On the 14th day of December in the year 2018 of the Christian era, I have Relapsing-Remitting ms (RRms) I do not know why this condition afflicts me. I do not know how to rid myself of it. I do know that on this date I must live with this condition. I do not know how it may affect me, moment to moment. There are many things that I do not know and many things that nobody can answer me. I must not ask why, I must grieve as I will all my days, but I must learn to accept.
This is my lot in this life. I must make the choice to wipe away my tears. Learn to stand tall, pull my shoulders back and face this.
Multiple Sclerosis(ms) a livable condition. I will die when my heart stops, but not from ms. I can, I will, I am going to do this disease. It is not my end, it is merely a hill along the road of my life. Sometimes it feels like an Everest and I am scared, but I can do this? Always I believe, believe in me. "YES". "YES I CAN" others have, I am no different to them. "YOU" are no different than me. They could, I can. "SO CAN YOU". Just make that choice, find the spark inside "YOU", feed that flame build it into a huge burning fire. Know that RRms wants "YOU" to fall and quiver in fear. Accept this and keep your fire burning. Make your choice. The "CHOICE" to do your RRms your way. If something knocks "you" down, adapt. Change yourself, learn a new way to achieve your plans. Just hold those plans tight and keep working towards that ultimate goal.

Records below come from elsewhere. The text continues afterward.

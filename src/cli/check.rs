//! Token check command
//!
//! Runs the reachability check on its own, without touching the output
//! directory.

use crate::config::Settings;
use crate::crypto::SecureString;
use crate::error::SealerResult;
use crate::remote::{DiskClient, Reachability};
use crate::setup::{Prompt, TerminalPrompt};

/// Handle the `check` command
///
/// Prompts for the token when none was given on the command line or in
/// the environment.
pub fn handle_check_command(settings: &Settings, token: Option<String>) -> SealerResult<()> {
    let token = match token {
        Some(token) => SecureString::trimmed(token),
        None => TerminalPrompt.secret("Cloud storage API token: ")?,
    };

    let client = DiskClient::new(settings)?;
    client.check(&token)?;

    println!(
        "Connection established: folder '{}' is reachable with this token.",
        settings.remote_folder
    );
    Ok(())
}
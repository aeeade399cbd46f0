//! Test doubles for the session and wizard

use std::cell::RefCell;
use std::collections::VecDeque;

use crate::crypto::SecureString;
use crate::error::{SealerError, SealerResult};
use crate::remote::Reachability;

use super::Prompt;

/// Reachability probe answering from a queue; an empty queue accepts
pub struct FakeProbe {
    results: RefCell<VecDeque<SealerResult<()>>>,
    tokens: RefCell<Vec<String>>,
}

impl FakeProbe {
    pub fn accepting() -> Self {
        Self::with_results(Vec::new())
    }

    pub fn with_results(results: Vec<SealerResult<()>>) -> Self {
        Self {
            results: RefCell::new(results.into()),
            tokens: RefCell::new(Vec::new()),
        }
    }

    pub fn calls(&self) -> usize {
        self.tokens.borrow().len()
    }

    pub fn tokens(&self) -> Vec<String> {
        self.tokens.borrow().clone()
    }
}

impl Reachability for FakeProbe {
    fn check(&self, token: &str) -> SealerResult<()> {
        self.tokens.borrow_mut().push(token.to_string());
        self.results.borrow_mut().pop_front().unwrap_or(Ok(()))
    }
}

/// Prompt replaying canned answers; running out is an error
#[derive(Default)]
pub struct ScriptedPrompt {
    secrets: VecDeque<&'static str>,
    confirms: VecDeque<bool>,
}

impl ScriptedPrompt {
    pub fn new(secrets: &[&'static str], confirms: &[bool]) -> Self {
        Self {
            secrets: secrets.iter().copied().collect(),
            confirms: confirms.iter().copied().collect(),
        }
    }

    pub fn is_exhausted(&self) -> bool {
        self.secrets.is_empty() && self.confirms.is_empty()
    }
}

impl Prompt for ScriptedPrompt {
    fn secret(&mut self, label: &str) -> SealerResult<SecureString> {
        self.secrets
            .pop_front()
            .map(|answer| SecureString::trimmed(answer))
            .ok_or_else(|| SealerError::Io(format!("no scripted answer for '{}'", label)))
    }

    fn confirm(&mut self, question: &str) -> SealerResult<bool> {
        self.confirms
            .pop_front()
            .ok_or_else(|| SealerError::Io(format!("no scripted answer for '{}'", question)))
    }
}
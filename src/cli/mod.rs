//! CLI command handlers
//!
//! This module contains the implementation of CLI commands,
//! bridging the clap argument parsing with the setup and remote layers.

pub mod check;
pub mod run;

pub use check::handle_check_command;
pub use run::handle_run_command;
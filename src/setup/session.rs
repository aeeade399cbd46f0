//! Session state machine
//!
//! A session starts `Unverified`. A successful reachability check on the
//! current token moves it to `Verified`, and only a verified session may
//! create data. Replacing the token with a different one drops the session
//! back to `Unverified`.

use std::path::{Path, PathBuf};

use tracing::debug;

use crate::crypto::SecureString;
use crate::error::{SealerError, SealerResult};
use crate::remote::Reachability;
use crate::services::{SealedArtifacts, SealingService};

/// Whether the current token has passed the reachability check
#[derive(Debug, Clone, Copy, PartialEq, Eq, Default)]
pub enum SessionState {
    #[default]
    Unverified,
    Verified,
}

/// One operator session: a token, its verification state and the output directory
pub struct Session<R: Reachability> {
    probe: R,
    output_dir: PathBuf,
    version_marker: String,
    token: Option<SecureString>,
    state: SessionState,
}

impl<R: Reachability> Session<R> {
    /// Create a new, unverified session
    pub fn new(probe: R, output_dir: PathBuf, version_marker: impl Into<String>) -> Self {
        Self {
            probe,
            output_dir,
            version_marker: version_marker.into(),
            token: None,
            state: SessionState::Unverified,
        }
    }

    /// Current state
    pub fn state(&self) -> SessionState {
        self.state
    }

    /// Output directory artifacts are written to
    pub fn output_dir(&self) -> &Path {
        &self.output_dir
    }

    /// Replace the token; a different token needs a fresh check
    pub fn set_token(&mut self, token: SecureString) {
        let token = SecureString::trimmed(token.as_str());
        if self.token.as_ref() != Some(&token) {
            self.state = SessionState::Unverified;
        }
        self.token = Some(token);
    }

    /// Run the reachability check on the current token
    pub fn check_token(&mut self) -> SealerResult<()> {
        let token = self
            .token
            .as_ref()
            .filter(|t| !t.is_blank())
            .ok_or_else(|| SealerError::Validation("A token is required".into()))?;

        let result = self.probe.check(token);
        self.state = if result.is_ok() {
            SessionState::Verified
        } else {
            SessionState::Unverified
        };
        debug!(state = ?self.state, "token check finished");
        result
    }

    /// Seal the verified token under the passphrase
    pub fn create_data(&self, passphrase: &SecureString) -> SealerResult<SealedArtifacts> {
        let token = match (&self.token, self.state) {
            (Some(token), SessionState::Verified) => token,
            _ => {
                return Err(SealerError::Validation(
                    "The token must be checked before data can be created".into(),
                ))
            }
        };

        SealingService::new(&self.output_dir, &self.version_marker).seal(token, passphrase)
    }
}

A goal of living well with RRms is achievable. A cure, today is possibly not, but living well most certainly is. Others have, others do. There is no reason why "YOU" do not make a choice to join us? This is a very doable disease, it is not the end of anything. It is merely a pothole along the road of your life.
Calm yourself, and find your way through. If your first idea does not work just slow down and think of another way. RRms is a biggish affliction and an answer that suits "YOU" is not always clear and obvious. Be kind and gentle with yourself and those around "YOU."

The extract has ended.